Alnaji, who teaches computer science at Moorpark College, is charged in the death of Paul Kessler, who died of a head injury he sustained while counter-protesting a pro-Palestinian demonstration in Thousand Oaks, Calif., on Nov. 5.
Nasarenko said his office declined to file murder charges because the evidence did not support a conclusion that Alnaji deliberately killed Kessler, a married father had worked in medical sales and as a college professor and was a pilot.
“We received no evidence, no statements, no information whatsoever that the defendant arrived at that intersection with the intent to kill, harm, or injure anyone,” the DA said.
Nasarenko said investigators had so far interviewed more than 60 witnesses and reviewed over 600 pieces of evidence. He acknowledged the difficulty in charging a case like this given the “disparate, often conflicting interpretations and statements,” as well as the “fragmentary nature of the evidence.”

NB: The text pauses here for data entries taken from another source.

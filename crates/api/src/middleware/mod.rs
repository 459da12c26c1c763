pub mod permission;
use axum::http::StatusCode;

use super::jwks::JwksError;

/// Why a bearer token was rejected.
///
/// The display text is the description sent to clients.
#[derive(Debug, Clone, PartialEq, Eq, thiserror::Error)]
pub enum AuthError {
    #[error("Authorization header is expected.")]
    HeaderMissing,

    #[error("Authorization header must start with \"Bearer\".")]
    NotBearer,

    #[error("Token not found.")]
    TokenMissing,

    #[error("Authorization header must be bearer token.")]
    TooManyParts,

    /// The token header could not be decoded or carries no `kid`.
    #[error("Authorization malformed.")]
    Malformed,

    #[error("Unable to find the appropriate key.")]
    UnknownKey,

    #[error("Token expired.")]
    Expired,

    #[error("Incorrect claims. Please, check the audience and issuer.")]
    IncorrectClaims,

    #[error("Unable to parse authentication token.")]
    Unparsable,

    #[error("Permissions not included in JWT.")]
    PermissionsMissing,

    #[error("Permission not found.")]
    PermissionDenied,

    /// The key set could not be fetched from the identity provider.
    #[error("Unable to fetch signing keys.")]
    KeySetUnavailable(String),
}

impl AuthError {
    /// Machine-readable code placed in the failure envelope.
    pub fn code(&self) -> &'static str {
        match self {
            AuthError::HeaderMissing => "authorization_header_missing",
            AuthError::NotBearer
            | AuthError::TokenMissing
            | AuthError::TooManyParts
            | AuthError::Malformed
            | AuthError::UnknownKey
            | AuthError::Unparsable => "invalid_header",
            AuthError::Expired => "token_expired",
            AuthError::IncorrectClaims | AuthError::PermissionsMissing => "invalid_claims",
            AuthError::PermissionDenied => "unauthorized",
            AuthError::KeySetUnavailable(_) => "jwks_unavailable",
        }
    }

    pub fn status(&self) -> StatusCode {
        match self {
            AuthError::HeaderMissing
            | AuthError::NotBearer
            | AuthError::TokenMissing
            | AuthError::TooManyParts
            | AuthError::Malformed
            | AuthError::Expired
            | AuthError::IncorrectClaims => StatusCode::UNAUTHORIZED,
            AuthError::UnknownKey | AuthError::Unparsable | AuthError::PermissionsMissing => {
                StatusCode::BAD_REQUEST
            }
            AuthError::PermissionDenied => StatusCode::FORBIDDEN,
            AuthError::KeySetUnavailable(_) => StatusCode::INTERNAL_SERVER_ERROR,
        }
    }
}

impl From<JwksError> for AuthError {
    fn from(err: JwksError) -> Self {
        AuthError::KeySetUnavailable(err.to_string())
    }
}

But using the extensive physical and forensic evidence in the case, the DA’s office was able to “establish a clear sequence of events leading up to the confrontation,” helped along also by video and digital imagery captured at the scene, Nasarenko said.
“These new pieces of evidence as well as the technology we utilized has permitted our office to file these criminal charges,” he said. “Our task was to search for the truth and to achieve clarity in this case, and that is what we have done.”
Nasarenko said he had a virtual meeting with Kessler’s family Thursday for approximately 30 minutes.
“They are mourning, they are grieving, and they are asking for privacy during this very difficult period,” he said.
In his remarks to reporters, Nasarenko painted a picture of Kessler as a hard worker and dedicated family man.
“Paul Kessler worked in medical sales for a number of decades. He also taught sales and marketing at a number of satellite college campuses. He was also a pilot. He was married for 43 years. He also leaves behind a son.
“We want to continue to remember and honor Paul Kessler and the tragic loss of life that occurred,” Nasarenko said.
Alnaji, who has posted pro-Palestinian messages on his personal social media accounts, was arrested at his home in Moorpark “without incident” early Thursday morning and held on a $1 million bond.
He is scheduled to be arraigned Friday afternoon.